* STORED DATA *
Segment Open

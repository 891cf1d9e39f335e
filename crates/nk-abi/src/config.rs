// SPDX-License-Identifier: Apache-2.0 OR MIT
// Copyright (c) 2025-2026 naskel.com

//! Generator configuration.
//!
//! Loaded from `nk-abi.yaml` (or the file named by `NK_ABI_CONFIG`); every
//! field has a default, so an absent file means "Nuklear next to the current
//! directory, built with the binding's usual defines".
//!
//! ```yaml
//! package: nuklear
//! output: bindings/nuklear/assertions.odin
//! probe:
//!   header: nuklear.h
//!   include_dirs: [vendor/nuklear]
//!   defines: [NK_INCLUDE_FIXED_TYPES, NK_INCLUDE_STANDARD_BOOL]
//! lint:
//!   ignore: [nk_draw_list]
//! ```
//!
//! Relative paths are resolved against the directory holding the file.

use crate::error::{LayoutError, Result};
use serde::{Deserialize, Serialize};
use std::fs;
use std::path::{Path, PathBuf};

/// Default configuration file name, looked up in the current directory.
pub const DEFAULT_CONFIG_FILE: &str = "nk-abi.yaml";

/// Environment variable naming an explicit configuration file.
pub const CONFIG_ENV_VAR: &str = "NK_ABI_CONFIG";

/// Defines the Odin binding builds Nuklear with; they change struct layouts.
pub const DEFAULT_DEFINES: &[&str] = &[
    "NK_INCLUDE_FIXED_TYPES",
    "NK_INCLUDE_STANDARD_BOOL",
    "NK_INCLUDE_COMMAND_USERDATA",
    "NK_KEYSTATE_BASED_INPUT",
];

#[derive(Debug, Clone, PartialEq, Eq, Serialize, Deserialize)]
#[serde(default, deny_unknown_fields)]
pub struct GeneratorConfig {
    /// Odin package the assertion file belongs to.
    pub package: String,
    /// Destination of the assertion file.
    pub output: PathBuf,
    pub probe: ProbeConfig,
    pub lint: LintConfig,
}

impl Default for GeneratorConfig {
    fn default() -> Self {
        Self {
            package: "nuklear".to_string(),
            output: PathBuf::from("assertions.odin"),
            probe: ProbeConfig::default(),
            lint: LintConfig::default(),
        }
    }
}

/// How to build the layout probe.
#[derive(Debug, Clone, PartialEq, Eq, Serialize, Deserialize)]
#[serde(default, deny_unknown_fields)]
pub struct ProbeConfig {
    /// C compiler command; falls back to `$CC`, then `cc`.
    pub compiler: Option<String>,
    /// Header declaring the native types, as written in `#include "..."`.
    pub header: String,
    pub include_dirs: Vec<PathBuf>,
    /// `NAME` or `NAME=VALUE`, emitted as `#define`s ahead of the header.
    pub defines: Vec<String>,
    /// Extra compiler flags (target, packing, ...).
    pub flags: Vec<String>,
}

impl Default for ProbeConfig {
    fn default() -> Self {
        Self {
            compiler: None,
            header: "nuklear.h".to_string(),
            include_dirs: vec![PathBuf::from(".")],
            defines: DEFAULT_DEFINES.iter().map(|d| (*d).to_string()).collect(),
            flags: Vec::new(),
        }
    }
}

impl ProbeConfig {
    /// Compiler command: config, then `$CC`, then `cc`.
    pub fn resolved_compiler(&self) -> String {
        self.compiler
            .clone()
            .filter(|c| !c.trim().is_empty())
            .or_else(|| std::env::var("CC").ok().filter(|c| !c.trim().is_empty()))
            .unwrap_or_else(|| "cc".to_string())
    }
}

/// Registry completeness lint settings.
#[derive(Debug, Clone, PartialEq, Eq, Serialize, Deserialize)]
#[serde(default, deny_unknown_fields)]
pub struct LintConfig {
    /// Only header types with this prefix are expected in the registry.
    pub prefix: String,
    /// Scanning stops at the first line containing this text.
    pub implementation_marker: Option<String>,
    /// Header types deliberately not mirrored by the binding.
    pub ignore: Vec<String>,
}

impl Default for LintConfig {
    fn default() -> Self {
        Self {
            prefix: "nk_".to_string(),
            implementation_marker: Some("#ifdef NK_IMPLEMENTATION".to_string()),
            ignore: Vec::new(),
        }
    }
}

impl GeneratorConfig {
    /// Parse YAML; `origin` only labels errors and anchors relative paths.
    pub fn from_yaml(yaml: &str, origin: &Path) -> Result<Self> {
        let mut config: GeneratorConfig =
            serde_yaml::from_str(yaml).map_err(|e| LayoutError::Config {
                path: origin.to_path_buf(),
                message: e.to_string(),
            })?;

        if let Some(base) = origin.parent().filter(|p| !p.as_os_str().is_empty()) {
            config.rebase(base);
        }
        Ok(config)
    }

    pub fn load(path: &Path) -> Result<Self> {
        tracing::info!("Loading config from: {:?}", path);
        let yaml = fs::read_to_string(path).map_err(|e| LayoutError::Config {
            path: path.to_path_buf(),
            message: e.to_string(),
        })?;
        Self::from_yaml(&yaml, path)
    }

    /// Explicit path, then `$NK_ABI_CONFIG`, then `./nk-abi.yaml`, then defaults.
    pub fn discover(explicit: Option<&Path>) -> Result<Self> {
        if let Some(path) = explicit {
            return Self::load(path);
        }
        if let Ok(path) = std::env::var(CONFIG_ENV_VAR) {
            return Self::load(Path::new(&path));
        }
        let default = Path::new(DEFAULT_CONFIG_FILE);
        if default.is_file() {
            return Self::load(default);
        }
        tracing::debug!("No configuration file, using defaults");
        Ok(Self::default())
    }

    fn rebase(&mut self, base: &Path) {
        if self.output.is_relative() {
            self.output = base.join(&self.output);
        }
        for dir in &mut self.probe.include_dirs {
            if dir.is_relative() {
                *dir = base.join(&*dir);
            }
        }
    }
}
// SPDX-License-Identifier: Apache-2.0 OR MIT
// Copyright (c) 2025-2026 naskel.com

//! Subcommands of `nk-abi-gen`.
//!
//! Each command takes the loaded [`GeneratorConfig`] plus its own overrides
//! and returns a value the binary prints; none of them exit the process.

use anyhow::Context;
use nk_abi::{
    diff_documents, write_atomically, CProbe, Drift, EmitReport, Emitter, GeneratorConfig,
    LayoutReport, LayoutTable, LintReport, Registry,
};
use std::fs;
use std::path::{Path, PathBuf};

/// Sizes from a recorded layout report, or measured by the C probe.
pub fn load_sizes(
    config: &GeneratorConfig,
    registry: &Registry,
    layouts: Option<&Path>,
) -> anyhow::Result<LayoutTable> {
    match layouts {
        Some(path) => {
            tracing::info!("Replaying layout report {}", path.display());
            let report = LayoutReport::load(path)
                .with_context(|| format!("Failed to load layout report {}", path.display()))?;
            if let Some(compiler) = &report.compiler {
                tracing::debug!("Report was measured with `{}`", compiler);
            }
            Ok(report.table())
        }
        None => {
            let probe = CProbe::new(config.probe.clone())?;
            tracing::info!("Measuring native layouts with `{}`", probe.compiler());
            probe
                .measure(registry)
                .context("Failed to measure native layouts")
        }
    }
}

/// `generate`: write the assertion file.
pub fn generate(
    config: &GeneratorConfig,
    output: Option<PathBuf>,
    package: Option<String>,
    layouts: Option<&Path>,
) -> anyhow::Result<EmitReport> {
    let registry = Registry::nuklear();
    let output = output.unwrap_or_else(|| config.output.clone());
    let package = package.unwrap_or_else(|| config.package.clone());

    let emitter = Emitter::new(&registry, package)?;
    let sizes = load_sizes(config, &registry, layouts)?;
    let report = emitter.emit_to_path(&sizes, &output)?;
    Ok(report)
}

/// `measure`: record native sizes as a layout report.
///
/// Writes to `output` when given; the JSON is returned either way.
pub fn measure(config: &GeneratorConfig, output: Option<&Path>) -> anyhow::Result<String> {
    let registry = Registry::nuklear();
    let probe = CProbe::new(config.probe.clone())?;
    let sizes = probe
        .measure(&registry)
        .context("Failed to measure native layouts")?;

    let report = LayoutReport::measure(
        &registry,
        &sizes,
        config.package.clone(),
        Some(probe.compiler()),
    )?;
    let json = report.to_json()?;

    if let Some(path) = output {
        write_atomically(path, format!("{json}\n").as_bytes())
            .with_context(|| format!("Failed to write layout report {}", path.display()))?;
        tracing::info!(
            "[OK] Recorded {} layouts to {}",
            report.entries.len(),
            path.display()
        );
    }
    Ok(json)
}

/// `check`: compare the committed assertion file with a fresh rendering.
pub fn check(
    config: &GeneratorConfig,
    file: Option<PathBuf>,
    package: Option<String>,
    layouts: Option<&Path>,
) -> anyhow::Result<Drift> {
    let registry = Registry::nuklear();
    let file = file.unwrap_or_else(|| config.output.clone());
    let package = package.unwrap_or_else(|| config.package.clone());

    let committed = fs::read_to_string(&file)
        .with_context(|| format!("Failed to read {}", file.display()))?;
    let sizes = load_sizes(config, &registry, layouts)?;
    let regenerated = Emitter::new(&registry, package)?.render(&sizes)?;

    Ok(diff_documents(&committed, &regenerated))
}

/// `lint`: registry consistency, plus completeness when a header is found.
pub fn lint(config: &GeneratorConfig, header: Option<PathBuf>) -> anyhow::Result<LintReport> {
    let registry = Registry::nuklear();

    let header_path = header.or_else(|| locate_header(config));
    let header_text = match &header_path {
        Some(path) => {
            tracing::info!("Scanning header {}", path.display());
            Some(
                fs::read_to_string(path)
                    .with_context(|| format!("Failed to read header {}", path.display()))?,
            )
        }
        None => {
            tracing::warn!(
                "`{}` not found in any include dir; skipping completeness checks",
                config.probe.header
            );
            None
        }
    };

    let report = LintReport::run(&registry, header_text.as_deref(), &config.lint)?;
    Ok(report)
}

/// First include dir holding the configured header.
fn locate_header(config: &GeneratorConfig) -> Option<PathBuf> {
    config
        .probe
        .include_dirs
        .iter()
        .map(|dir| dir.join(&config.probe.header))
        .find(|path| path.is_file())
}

Segment Closed

* PROBLEM REQUIREMENTS *
Write out exactly the lines that begin at the one containing "the configured header." and continue through the last line of the data, and only those.

* SOLUTION TO THIS EXERCISE *
/// First include dir holding the configured header.
fn locate_header(config: &GeneratorConfig) -> Option<PathBuf> {
    config
        .probe
        .include_dirs
        .iter()
        .map(|dir| dir.join(&config.probe.header))
        .find(|path| path.is_file())
}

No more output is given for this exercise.